There was a magnetic storm this weekend, but as the airport was closed for the weekend the plane wasn’t flying so we didn’t need to adjust for it. Had we still been in Kangerlussuaq it would have given us a good show of the northern lights. In Thule we are much further north and here the sun hasn’t set since the 16th of April! so no night-sky phenomena for us. The positive is the midnight sun works well for the night watch.
Transporting Ice From Greenland’s Deep Interior

- The fast streaming ice of North East Glacier (upper right on image) reaching deep into the interior of Greenland (Image of velocity by I. Joughin, U. of Washington, NSIDC)
The North East Ice Stream is a fast-flowing glacier transporting ice from deep in the interior of the Greenland Ice Sheet out to the coast (see image showing a deep penetration into central Greenland). When it reaches the coastline it feeds 79 N Glacier. This area is heavily crevassed, evidence of the rapid ice flow. The cold blue ice and bare earth of 79 N seems particularly forbidding – even snow won’t settle here.

- Heavily crevassed section of ice stream (photo K. Tinto)

- The forbidding trail of 79 N with cold blue ice and windswept rock (photo K. Tinto)
It is a two hour transit from Thule, in the north west corner of Greenland, to the survey area. The area is flat, white and empty. The only excitement is when we pass over the likely site of the old “Camp Century,” now buried under the ice, and moving with its flow. I note a “likely” site because the coordinates we have for it are old, and it will have moved. It is possible that one of the radar systems will be able to see where it sits now under the snow.
Located about 800 miles from the North Pole, Camp Century was a nuclear powered research facility built under the ice ~ 50 years ago by the US Army Corps of Engineers. For several years the camp operated as a mini city beneath the ice ignoring the forbidding environment, sub zero temperatures, winds that exceeded 125 mph, and an annual snowfall of almost 4 feet a year. However, the constant movement of the glacier forced the inhabitants to complete regular and extensive maintenance, which closed the camp after only 7 years. You can read more about this Arctic camp at: http://gombessa.tripod.com/scienceleadstheway/id9.html
Petermann Glacier: At a glacial pace?

Small glacier North of Thule (photo K. Tinto)
We are beginning our focus on the land based ice of northern Greenland. Flying out of Thule places us close to Petermann Glacier situated in Greenland’s northwest corner. The focus of our first flight of this phase of the project (the overall 29th flight of the season!) is Petermann Glacier. Perhaps Greenland’s most newsworthy glacier of the past year, Petermann captured the attention of the world in August 2010 when it calved an approximately 97 square miles (251 square kilometers) block of ice, extraordinary in size, in fact the largest Arctic glacier to calve since 1962, almost 50 years! Four times the size of Manhattan, this three-dimensional block of ice cost Petermann about one-quarter of its 43 mile (70 kilometer) long floating ice shelf.

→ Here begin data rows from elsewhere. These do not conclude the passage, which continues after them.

//! Ramp optimization strategies and their shared result type.

use serde::{Deserialize, Serialize};
use tracing::debug;

#[cfg(debug_assertions)]
use tracing::instrument;

use crate::anchor::{self, AnchorScoring};
use crate::characteristics::{ExtractionPolicy, FamilyCharacteristics};
use crate::color::{Color, Oklch, perceptual_distance};
use crate::error::RampError;
use crate::family::{ColorFamily, StepId};
use crate::identity::{self, IdentityPurpose};
use crate::neutral::{self, NeutralBase};
use crate::steps::LightnessSteps;

/// Available optimization strategies.
#[derive(Debug, Clone, Copy, Default, PartialEq, Eq, Serialize, Deserialize)]
#[serde(rename_all = "snake_case")]
pub enum StrategyId {
    /// Fixed neutral hue/chroma at every step
    Neutral,
    /// Family hue/chroma held constant, lightness from the plan
    #[default]
    BrandPreserving,
    /// One existing color preserved exactly, the rest regenerated around it
    SmartAnchor,
    /// Every identity-carrying color preserved, the rest filled between them
    IdentityPreserving,
}

impl StrategyId {
    pub fn display_name(self) -> &'static str {
        match self {
            Self::Neutral => "neutral",
            Self::BrandPreserving => "brand-preserving",
            Self::SmartAnchor => "smart-anchor",
            Self::IdentityPreserving => "identity-preserving",
        }
    }
}

/// Shared inputs every strategy may consult.
#[derive(Debug, Clone, Copy)]
pub struct OptimizationContext<'a> {
    pub neutral: &'a NeutralBase,
    pub extraction: &'a ExtractionPolicy,
    pub anchor: &'a AnchorScoring,
    pub purpose: IdentityPurpose,
}

/// One optimized step.
#[derive(Debug, Clone, PartialEq, Serialize, Deserialize)]
pub struct OptimizedStep {
    pub step: StepId,
    pub original: Color,
    /// The OKLCH values the strategy asked for, before gamut reduction
    pub target: Oklch,
    pub color: Color,
    pub delta_e: f64,
    pub preserved: bool,
}

/// Outcome of optimizing one family with one strategy.
///
/// `steps` plus `passthrough` cover exactly the input family's step ids.
#[derive(Debug, Clone, PartialEq, Serialize, Deserialize)]
pub struct OptimizationResult {
    pub family: String,
    pub strategy: StrategyId,
    pub steps: Vec<OptimizedStep>,
    /// Unparseable input values, returned unchanged
    pub passthrough: Vec<(StepId, String)>,
    pub preserved_steps: Vec<StepId>,
    pub anchor_step: Option<StepId>,
}

impl OptimizationResult {
    /// Every step id in the result, in ascending order.
    pub fn step_ids(&self) -> Vec<StepId> {
        let mut ids: Vec<StepId> = self
            .steps
            .iter()
            .map(|s| s.step)
            .chain(self.passthrough.iter().map(|(id, _)| *id))
            .collect();
        ids.sort();
        ids
    }

    pub fn get(&self, step: StepId) -> Option<&OptimizedStep> {
        self.steps.iter().find(|s| s.step == step)
    }

    pub fn delta_e_by_step(&self) -> Vec<(StepId, f64)> {
        self.steps.iter().map(|s| (s.step, s.delta_e)).collect()
    }

    pub fn max_delta_e(&self) -> f64 {
        self.steps.iter().map(|s| s.delta_e).fold(0.0, f64::max)
    }

    pub fn mean_delta_e(&self) -> f64 {
        if self.steps.is_empty() {
            return 0.0;
        }
        self.steps.iter().map(|s| s.delta_e).sum::<f64>() / self.steps.len() as f64
    }

    /// Final lightness of each optimized step, in step order.
    pub fn lightnesses(&self) -> Vec<f64> {
        self.steps.iter().map(|s| s.color.lightness()).collect()
    }
}

/// What a strategy decided for a single step.
#[derive(Debug, Clone, Copy, PartialEq)]
pub(crate) enum StepPlan {
    Generate(Oklch),
    Preserve,
}

/// Optimize a family with the given strategy.
///
/// `plans` from each strategy are aligned with `family.steps()`.
#[cfg_attr(
    debug_assertions,
    instrument(skip_all, fields(family = family.name(), strategy = strategy.display_name()))
)]
pub fn optimize(
    family: &ColorFamily,
    plan: &LightnessSteps,
    characteristics: &FamilyCharacteristics,
    strategy: StrategyId,
    ctx: &OptimizationContext<'_>,
) -> Result<OptimizationResult, RampError> {
    if family.is_empty() {
        return Err(RampError::EmptyFamily(family.name().to_string()));
    }

    let result = match strategy {
        StrategyId::Neutral => {
            let plans = neutral::plan_steps(family, plan, ctx.neutral);
            assemble(family, strategy, &plans, None)
        }
        StrategyId::BrandPreserving => {
            let plans = brand_preserving_steps(family, plan, characteristics);
            assemble(family, strategy, &plans, None)
        }
        StrategyId::SmartAnchor => {
            let (anchor_step, plans) = anchor::plan_steps(family, plan, characteristics, ctx)?;
            assemble(family, strategy, &plans, Some(anchor_step))
        }
        StrategyId::IdentityPreserving => {
            let plans = identity::plan_steps(family, plan, characteristics, ctx);
            assemble(family, strategy, &plans, None)
        }
    };

    debug!(
        steps = result.steps.len(),
        preserved = result.preserved_steps.len(),
        max_delta_e = result.max_delta_e(),
        "optimized family"
    );
    Ok(result)
}

/// Constant family hue/chroma with lightness taken straight from the plan.
fn brand_preserving_steps(
    family: &ColorFamily,
    plan: &LightnessSteps,
    characteristics: &FamilyCharacteristics,
) -> Vec<StepPlan> {
    family
        .steps()
        .iter()
        .map(|(step, _)| {
            StepPlan::Generate(Oklch::new(
                plan.lightness_at(*step),
                characteristics.chroma,
                characteristics.hue,
            ))
        })
        .collect()
}

pub(crate) fn assemble(
    family: &ColorFamily,
    strategy: StrategyId,
    plans: &[StepPlan],
    anchor_step: Option<StepId>,
) -> OptimizationResult {
    let steps: Vec<OptimizedStep> = family
        .steps()
        .iter()
        .zip(plans)
        .map(|((step, original), plan)| match plan {
            StepPlan::Generate(target) => {
                let color = Color::from_oklch(*target);
                OptimizedStep {
                    step: *step,
                    original: original.clone(),
                    target: *target,
                    delta_e: perceptual_distance(original, &color),
                    color,
                    preserved: false,
                }
            }
            StepPlan::Preserve => OptimizedStep {
                step: *step,
                original: original.clone(),
                target: original.oklch,
                color: original.clone(),
                delta_e: 0.0,
                preserved: true,
            },
        })
        .collect();

    let preserved_steps = steps.iter().filter(|s| s.preserved).map(|s| s.step).collect();

    OptimizationResult {
        family: family.name().to_string(),
        strategy,
        steps,
        passthrough: family.unparsed().to_vec(),
        preserved_steps,
        anchor_step,
    }
}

Satellite image of the Petermann glacier as the floating shelf (tongue) calves the large iceberg in August 2010 (image courtesy NASA)
Petermann has the largest floating ice shelf in the Northern Hemisphere so calving icebergs are not unusual, but ones of this size will have an impact. Floating ice shelves, or ice tongues as they are often called, are the ocean terminating ends of ice streams that move ice off the continent. The shelf serves as a control on the flow of the ice stream once it hits the water, through the buoyant force pushing back against the ice shelf front. The sudden reduction in shelf size changes the balance and can cause the glacier to accelerate.
The most dramatic pictures of the loss of ice show glaciers retreating up valleys, thinning as they go; because the whole glacial system is connected, thinning at the far end has a large impact on this process. Breaking off the tip changes the driving forces that control the flow of ice further upstream, and with continuing mass loss, the thinning and speeding up of ice are reaching further and further inland. This can affect a very large area, so it doesn’t take much thinning to add up to a significant volume of ice loss. For our flight that means extending our survey grid further inland, so we can record the present ice surface to be able to monitor any changes in the future. Today’s grid will be followed by another flight (weather cooperating!), and then matched with last year’s grid. The goal of the three missions is to complete a 10-km-grid over the entire catchment area of Petermann Glacier. Glaciers, like watersheds, are referred to with catchment areas, but glacier catchments with their powerful forces do not always follow watershed boundaries.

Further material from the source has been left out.